The origin story of the Avanti is certainly fast-paced. Thirty-seven days after becoming Studebaker’s president, Sherwood Egbert took the time on a jet-plane flight from Chicago to doodle some sketches of his plans for the Avanti. Those sketches were passed to famed designer Raymond Loewy and his team put together a class scale model of those doodles within eight days.

“Loewy envisioned a low-slung, long-hood/short-deck semi-fastback coupe with a grilleless nose and a wasp-waisted curvature to the rear fenders, suggesting a supersonic aircraft,” Tom Kellogg one of the designers said of the plans. The team had built two different sides of the clay model, a two-seat sports car and a four-seat GT coupe. The coupe won out and the engineering team now took on the task of getting to grips with the Aventi’s complex body shape. Using traditional steel frames would have been prohibitively expensive, and would have weighed the car down, so fiberglass panels was the option. The designers also had to content with the lack of a grille, something which meant that the Avanti became one of the first vehicles to feature ‘bottom breather’ design, where the air enters the engine from under the front of the vehicle.

From President Egbert’s doodle in February 1961, the Studebaker Avanti was launched at the New York International Automobile Show in April 1962.
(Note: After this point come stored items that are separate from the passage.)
//! Bit sequences assigned to symbols.
//!
//! A [`Code`] is just a [`BitVec`]; bits are read and written in order, first
//! bit first. The helpers here convert to and from the usual `"0101"` notation.

use bitvec::{slice::BitSlice, vec::BitVec};

use crate::{Error, Result};

/// An owned, growable sequence of bits.
pub type Code = BitVec;

/// Parse a string of `'0'` and `'1'` chars into a code.
///
/// The empty string is the empty code.
pub fn parse(digits: &str) -> Result<Code> {
    digits
        .chars()
        .map(|c| match c {
            '0' => Ok(false),
            '1' => Ok(true),
            _ => Err(Error::MalformedCode(digits.to_owned())),
        })
        .collect()
}

/// Render bits as a string of `'0'` and `'1'`.
pub fn to_string(bits: &BitSlice) -> String {
    bits.iter()
        .by_vals()
        .map(|b| if b { '1' } else { '0' })
        .collect()
}

#[cfg(test)]
mod tests {
    use bitvec::{bitvec, order::Lsb0};
    use test_case::test_case;

    use super::*;

    #[test]
    fn parses_in_order() -> anyhow::Result<()> {
        let code = parse("01011")?;
        assert_eq!(code, bitvec![0, 1, 0, 1, 1]);
        assert_eq!(to_string(&code), "01011");
        Ok(())
    }

    #[test]
    fn empty() -> anyhow::Result<()> {
        assert!(parse("")?.is_empty());
        assert_eq!(to_string(&Code::new()), "");
        Ok(())
    }

    #[test_case("012")]
    #[test_case("1 0")]
    #[test_case("abc")]
    fn rejects_other_chars(digits: &str) {
        assert_eq!(parse(digits), Err(Error::MalformedCode(digits.into())));
    }
}
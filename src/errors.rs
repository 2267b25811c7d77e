use std::io;

/// Convenience alias used throughout the crate.
pub type Result<T, E = Error> = std::result::Result<T, E>;

/// Everything that can go wrong while encoding, building a code tree, or decoding.
#[derive(Debug, Clone, PartialEq, Eq, thiserror::Error)]
pub enum Error {
    /// Encoding was asked for a char with no registered code.
    #[error("no code registered for symbol {0:?}")]
    UnknownSymbol(char),

    /// The code for `symbol` runs through an existing leaf, or ends on a node
    /// that is already occupied.
    #[error("code {code} for symbol {symbol:?} collides with an existing code")]
    CodeConflict { symbol: char, code: String },

    /// The bit at `offset` leads to a child that doesn't exist.
    #[error("invalid code: no branch for bit at offset {offset}")]
    InvalidCode { offset: usize },

    /// The input ended part way down the tree.
    #[error("incomplete code: {dangling} trailing bit(s) don't reach a symbol")]
    IncompleteCode { dangling: usize },

    /// A textual code contained something other than '0' and '1'.
    #[error("malformed code: {0:?}")]
    MalformedCode(String),
}

impl From<Error> for io::Error {
    fn from(e: Error) -> Self {
        io::Error::new(io::ErrorKind::InvalidData, e)
    }
}

#[cfg(test)]
mod tests {
    use super::*;

    #[test]
    fn converts_to_io_error() {
        let e: io::Error = Error::UnknownSymbol('z').into();
        assert_eq!(e.kind(), io::ErrorKind::InvalidData);
        assert_eq!(e.to_string(), "no code registered for symbol 'z'");
    }

    #[test]
    fn messages() {
        let conflict = Error::CodeConflict {
            symbol: 'b',
            code: "01".into(),
        };
        assert_eq!(
            conflict.to_string(),
            "code 01 for symbol 'b' collides with an existing code"
        );
        assert_eq!(
            Error::IncompleteCode { dangling: 2 }.to_string(),
            "incomplete code: 2 trailing bit(s) don't reach a symbol"
        );
    }
}
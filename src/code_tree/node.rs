/// A node of a [`CodeTree`](super::CodeTree).
///
/// A well-formed node is either a leaf (a symbol, no children) or an internal
/// node (two children, no symbol). Nodes with neither are placeholders, which
/// only exist while a tree is being built.
#[derive(Debug, Clone, Default, PartialEq, Eq)]
pub struct Node {
    symbol: Option<char>,
    zero: Option<Box<Node>>,
    one: Option<Box<Node>>,
}

impl Node {
    pub fn leaf(symbol: char) -> Self {
        Self {
            symbol: Some(symbol),
            ..Self::default()
        }
    }

    pub fn internal(zero: Node, one: Node) -> Self {
        Self {
            symbol: None,
            zero: Some(Box::new(zero)),
            one: Some(Box::new(one)),
        }
    }

    /// A placeholder: no symbol, no children.
    pub fn empty() -> Self {
        Self::default()
    }

    pub fn symbol(&self) -> Option<char> {
        self.symbol
    }

    /// The child reached by `bit`: the "one" child if set, else the "zero" child.
    pub fn child(&self, bit: bool) -> Option<&Node> {
        if bit {
            self.one.as_deref()
        } else {
            self.zero.as_deref()
        }
    }

    pub fn set_child(&mut self, bit: bool, child: Node) {
        *self.slot(bit) = Some(Box::new(child));
    }

    /// Anything carrying a symbol counts as a leaf, even with children attached.
    pub fn is_leaf(&self) -> bool {
        self.symbol.is_some()
    }

    pub fn has_children(&self) -> bool {
        self.zero.is_some() || self.one.is_some()
    }

    /// Check this node and everything under it.
    pub fn is_valid(&self) -> bool {
        match (&self.zero, &self.one) {
            (None, None) => self.symbol.is_some(),
            (Some(zero), Some(one)) => self.symbol.is_none() && zero.is_valid() && one.is_valid(),
            _ => false,
        }
    }

    /// Number of nodes carrying a symbol, this one included.
    pub fn leaf_count(&self) -> usize {
        let own = usize::from(self.symbol.is_some());
        let below = |child: &Option<Box<Node>>| child.as_deref().map_or(0, Node::leaf_count);
        own + below(&self.zero) + below(&self.one)
    }

    pub(super) fn set_symbol(&mut self, symbol: char) {
        self.symbol = Some(symbol);
    }

    /// The child reached by `bit`, creating a placeholder if there is none.
    pub(super) fn child_or_insert(&mut self, bit: bool) -> &mut Node {
        self.slot(bit).get_or_insert_with(Box::default)
    }

    fn slot(&mut self, bit: bool) -> &mut Option<Box<Node>> {
        if bit {
            &mut self.one
        } else {
            &mut self.zero
        }
    }
}
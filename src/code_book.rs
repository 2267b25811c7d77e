use std::fmt;

use bitvec::slice::BitSlice;
use log::debug;

use crate::{code, Code, Error, Result};

/// Number of buckets in a fresh book.
const INITIAL_BUCKETS: usize = 7;

/// Grow once `len / buckets` reaches this.
const MAX_LOAD: f64 = 0.75;

/// A symbol table from chars to their codes.
///
/// Entries live in chained buckets keyed by the char's scalar value. Each
/// symbol appears at most once; the first code registered for it wins.
#[derive(Debug, Clone)]
pub struct CodeBook {
    buckets: Vec<Vec<(char, Code)>>,
    len: usize,
}

impl CodeBook {
    pub fn new() -> Self {
        Self::with_buckets(INITIAL_BUCKETS)
    }

    /// A book that starts out with `buckets` chains. Zero is treated as one.
    pub fn with_buckets(buckets: usize) -> Self {
        let buckets = buckets.max(1);

        Self {
            buckets: vec![Vec::new(); buckets],
            len: 0,
        }
    }

    /// Register `code` for `symbol`.
    ///
    /// Returns `false` (and leaves the book untouched) if `symbol` already has
    /// a code.
    pub fn add(&mut self, symbol: char, code: Code) -> bool {
        if self.contains(symbol) {
            return false;
        }

        let i = bucket_index(symbol, self.buckets.len());
        self.buckets[i].push((symbol, code));
        self.len += 1;

        if self.len as f64 / self.buckets.len() as f64 >= MAX_LOAD {
            self.grow();
        }

        true
    }

    /// Like [`add`](Self::add), with the code written as `'0'`/`'1'` digits.
    pub fn add_str(&mut self, symbol: char, digits: &str) -> Result<bool> {
        Ok(self.add(symbol, code::parse(digits)?))
    }

    pub fn contains(&self, symbol: char) -> bool {
        self.lookup(symbol).is_some()
    }

    /// Whether every char of `text` has a code.
    pub fn contains_all(&self, text: &str) -> bool {
        text.chars().all(|c| self.contains(c))
    }

    pub fn lookup(&self, symbol: char) -> Option<&Code> {
        let i = bucket_index(symbol, self.buckets.len());
        self.buckets[i]
            .iter()
            .find(|(s, _)| *s == symbol)
            .map(|(_, code)| code)
    }

    /// Concatenate the codes of each char of `text`, in order.
    pub fn encode(&self, text: &str) -> Result<Code> {
        let mut out = Code::new();
        self.encode_into(text, &mut out)?;
        Ok(out)
    }

    /// Append the encoding of `text` to `out`.
    ///
    /// On error, `out` is left as it was.
    pub fn encode_into(&self, text: &str, out: &mut Code) -> Result<()> {
        let start = out.len();
        for c in text.chars() {
            match self.lookup(c) {
                Some(code) => out.extend_from_bitslice(code.as_bitslice()),
                None => {
                    out.truncate(start);
                    return Err(Error::UnknownSymbol(c));
                }
            }
        }
        Ok(())
    }

    /// Number of distinct symbols.
    pub fn len(&self) -> usize {
        self.len
    }

    pub fn is_empty(&self) -> bool {
        self.len == 0
    }

    /// Every registered symbol, once each. Order is unspecified.
    pub fn symbols(&self) -> impl Iterator<Item = char> + '_ {
        self.iter().map(|(symbol, _)| symbol)
    }

    /// Every `(symbol, code)` pair, in the same order as [`symbols`](Self::symbols).
    pub fn iter(&self) -> Iter<'_> {
        Iter {
            buckets: self.buckets.iter(),
            chain: [].iter(),
        }
    }

    fn grow(&mut self) {
        let new_len = self.buckets.len() * 2 + 1;
        debug!(
            "growing code book from {} to {new_len} buckets ({} symbols)",
            self.buckets.len(),
            self.len
        );

        let mut buckets = vec![Vec::new(); new_len];
        for (symbol, code) in self.buckets.drain(..).flatten() {
            buckets[bucket_index(symbol, new_len)].push((symbol, code));
        }
        self.buckets = buckets;
    }
}

impl Default for CodeBook {
    fn default() -> Self {
        Self::new()
    }
}

fn bucket_index(symbol: char, buckets: usize) -> usize {
    symbol as usize % buckets
}

/// Iterator over the entries of a [`CodeBook`], bucket by bucket.
pub struct Iter<'a> {
    buckets: std::slice::Iter<'a, Vec<(char, Code)>>,
    chain: std::slice::Iter<'a, (char, Code)>,
}

impl<'a> Iterator for Iter<'a> {
    type Item = (char, &'a BitSlice);

    fn next(&mut self) -> Option<Self::Item> {
        loop {
            if let Some((symbol, code)) = self.chain.next() {
                return Some((*symbol, code.as_bitslice()));
            }
            self.chain = self.buckets.next()?.iter();
        }
    }
}

impl<'a> IntoIterator for &'a CodeBook {
    type Item = (char, &'a BitSlice);
    type IntoIter = Iter<'a>;

    fn into_iter(self) -> Self::IntoIter {
        self.iter()
    }
}

impl Extend<(char, Code)> for CodeBook {
    fn extend<I: IntoIterator<Item = (char, Code)>>(&mut self, entries: I) {
        for (symbol, code) in entries {
            self.add(symbol, code);
        }
    }
}

impl FromIterator<(char, Code)> for CodeBook {
    fn from_iter<I: IntoIterator<Item = (char, Code)>>(entries: I) -> Self {
        let mut book = Self::new();
        book.extend(entries);
        book
    }
}

/// Shows each bucket's chain, e.g. `{|0: |1: a h |...}`.
impl fmt::Display for CodeBook {
    fn fmt(&self, f: &mut fmt::Formatter<'_>) -> fmt::Result {
        write!(f, "{{|")?;
        for (i, chain) in self.buckets.iter().enumerate() {
            write!(f, "{i}: ")?;
            for (symbol, _) in chain {
                write!(f, "{symbol} ")?;
            }
            write!(f, "|")?;
        }
        write!(f, "}}")
    }
}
The Avanti was marketed as America’s Only 4 Passenger High-Performance Personal Car and after breaking 29 speed records at Bonneville Salt Flats was described as ‘one of the more significant milestones of the postwar industry’.

Sadly, as fast as the Avanti arrived on the forecourts, it’s demise was already on the horizon. Studebaker was suffering major financial problems and by December 1963 the company’s South Bend plant had built its last ever car.

Egbert’s plan of selling 20,000 Avantis a year was over and in reality only 5,800 ever made it out of the Indiana factory.